▶ **TASK INPUTS**:
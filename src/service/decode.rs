// =============================================================================
// CSV payload decoding
// =============================================================================
//
// The payload is a header row plus one row per bar. Required headers are
// `date, open, high, low, close, volume`, matched exactly; order does not
// matter and extra columns are ignored.
//
// Numeric cells that are empty or spelled as a missing value decode to `None`
// and are left to the engine's cleaning stage. Anything else that fails to
// parse rejects the whole payload, as does any unparseable date.
// =============================================================================

use chrono::{DateTime, NaiveDate, NaiveDateTime};

use crate::market_data::RawBar;
use crate::service::ServiceError;

/// Header names the payload must carry.
pub const REQUIRED_COLUMNS: [&str; 6] = ["date", "open", "high", "low", "close", "volume"];

/// Cell spellings treated as a missing numeric value.
const MISSING_VALUES: &[&str] = &["NA", "N/A", "NaN", "nan", "-nan", "null", "NULL", "None"];

const DATETIME_FORMATS: &[&str] = &[
    "%Y-%m-%d %H:%M:%S",
    "%Y-%m-%dT%H:%M:%S",
    "%Y-%m-%d %H:%M:%S%.f",
    "%Y-%m-%dT%H:%M:%S%.f",
    "%Y-%m-%d %H:%M",
    "%Y.%m.%d %H:%M:%S",
    "%Y.%m.%d %H:%M",
];

const DATE_FORMATS: &[&str] = &["%Y-%m-%d", "%Y.%m.%d"];

/// Column positions of the required headers.
#[derive(Debug, Clone, Copy)]
struct Columns {
    date: usize,
    open: usize,
    high: usize,
    low: usize,
    close: usize,
    volume: usize,
}

impl Columns {
    fn locate(headers: &csv::StringRecord) -> Result<Self, ServiceError> {
        let missing: Vec<&str> = REQUIRED_COLUMNS
            .iter()
            .copied()
            .filter(|name| !headers.iter().any(|h| h == *name))
            .collect();
        if !missing.is_empty() {
            return Err(ServiceError::Decode(format!(
                "missing required column(s): {}",
                missing.join(", ")
            )));
        }

        let find = |name: &str| headers.iter().position(|h| h == name).unwrap_or_default();
        Ok(Self {
            date: find("date"),
            open: find("open"),
            high: find("high"),
            low: find("low"),
            close: find("close"),
            volume: find("volume"),
        })
    }
}

/// Parse a timestamp in any of the accepted layouts.
///
/// RFC 3339 values carrying an offset are normalised to UTC.
pub fn parse_date(cell: &str) -> Option<NaiveDateTime> {
    if let Ok(dt) = DateTime::parse_from_rfc3339(cell) {
        return Some(dt.naive_utc());
    }
    DATETIME_FORMATS
        .iter()
        .find_map(|fmt| NaiveDateTime::parse_from_str(cell, fmt).ok())
        .or_else(|| {
            DATE_FORMATS
                .iter()
                .find_map(|fmt| NaiveDate::parse_from_str(cell, fmt).ok())
                .and_then(|d| d.and_hms_opt(0, 0, 0))
        })
}

fn parse_number(cell: &str, column: &str, line: u64) -> Result<Option<f64>, ServiceError> {
    if cell.is_empty() || MISSING_VALUES.contains(&cell) {
        return Ok(None);
    }
    cell.parse::<f64>().map(Some).map_err(|_| {
        ServiceError::Decode(format!(
            "line {line}: column '{column}' has non-numeric value '{cell}'"
        ))
    })
}

/// Decode a raw payload into rows, preserving arrival order.
pub fn decode_bars(raw: &[u8]) -> Result<Vec<RawBar>, ServiceError> {
    let text = std::str::from_utf8(raw)
        .map_err(|e| ServiceError::Decode(format!("payload is not valid UTF-8: {e}")))?;

    // Short rows are accepted: absent trailing cells read as missing values.
    let mut reader = csv::ReaderBuilder::new()
        .trim(csv::Trim::All)
        .flexible(true)
        .from_reader(text.as_bytes());

    let headers = reader
        .headers()
        .map_err(|e| ServiceError::Decode(format!("unreadable header row: {e}")))?
        .clone();
    if headers.iter().all(str::is_empty) {
        return Err(ServiceError::Decode("payload has no header row".into()));
    }
    let cols = Columns::locate(&headers)?;

    let mut rows = Vec::new();
    for result in reader.records() {
        let record = result.map_err(|e| ServiceError::Decode(format!("malformed row: {e}")))?;
        let line = record.position().map(|p| p.line()).unwrap_or_default();
        let cell = |idx: usize| record.get(idx).unwrap_or_default();

        let date_cell = cell(cols.date);
        let date = parse_date(date_cell).ok_or_else(|| {
            ServiceError::Decode(format!("line {line}: unparseable date '{date_cell}'"))
        })?;

        rows.push(RawBar {
            date,
            open: parse_number(cell(cols.open), "open", line)?,
            high: parse_number(cell(cols.high), "high", line)?,
            low: parse_number(cell(cols.low), "low", line)?,
            close: parse_number(cell(cols.close), "close", line)?,
            volume: parse_number(cell(cols.volume), "volume", line)?,
        });
    }

    Ok(rows)
}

▶ **TASK GOAL**:
Only the stretch of lines that begins with the one holding "has no header" and ends with the last line above belongs in the answer; please write it out exactly.

▶ **RESULT**:
        return Err(ServiceError::Decode("payload has no header row".into()));
    }
    let cols = Columns::locate(&headers)?;

    let mut rows = Vec::new();
    for result in reader.records() {
        let record = result.map_err(|e| ServiceError::Decode(format!("malformed row: {e}")))?;
        let line = record.position().map(|p| p.line()).unwrap_or_default();
        let cell = |idx: usize| record.get(idx).unwrap_or_default();

        let date_cell = cell(cols.date);
        let date = parse_date(date_cell).ok_or_else(|| {
            ServiceError::Decode(format!("line {line}: unparseable date '{date_cell}'"))
        })?;

        rows.push(RawBar {
            date,
            open: parse_number(cell(cols.open), "open", line)?,
            high: parse_number(cell(cols.high), "high", line)?,
            low: parse_number(cell(cols.low), "low", line)?,
            close: parse_number(cell(cols.close), "close", line)?,
            volume: parse_number(cell(cols.volume), "volume", line)?,
        });
    }

    Ok(rows)
}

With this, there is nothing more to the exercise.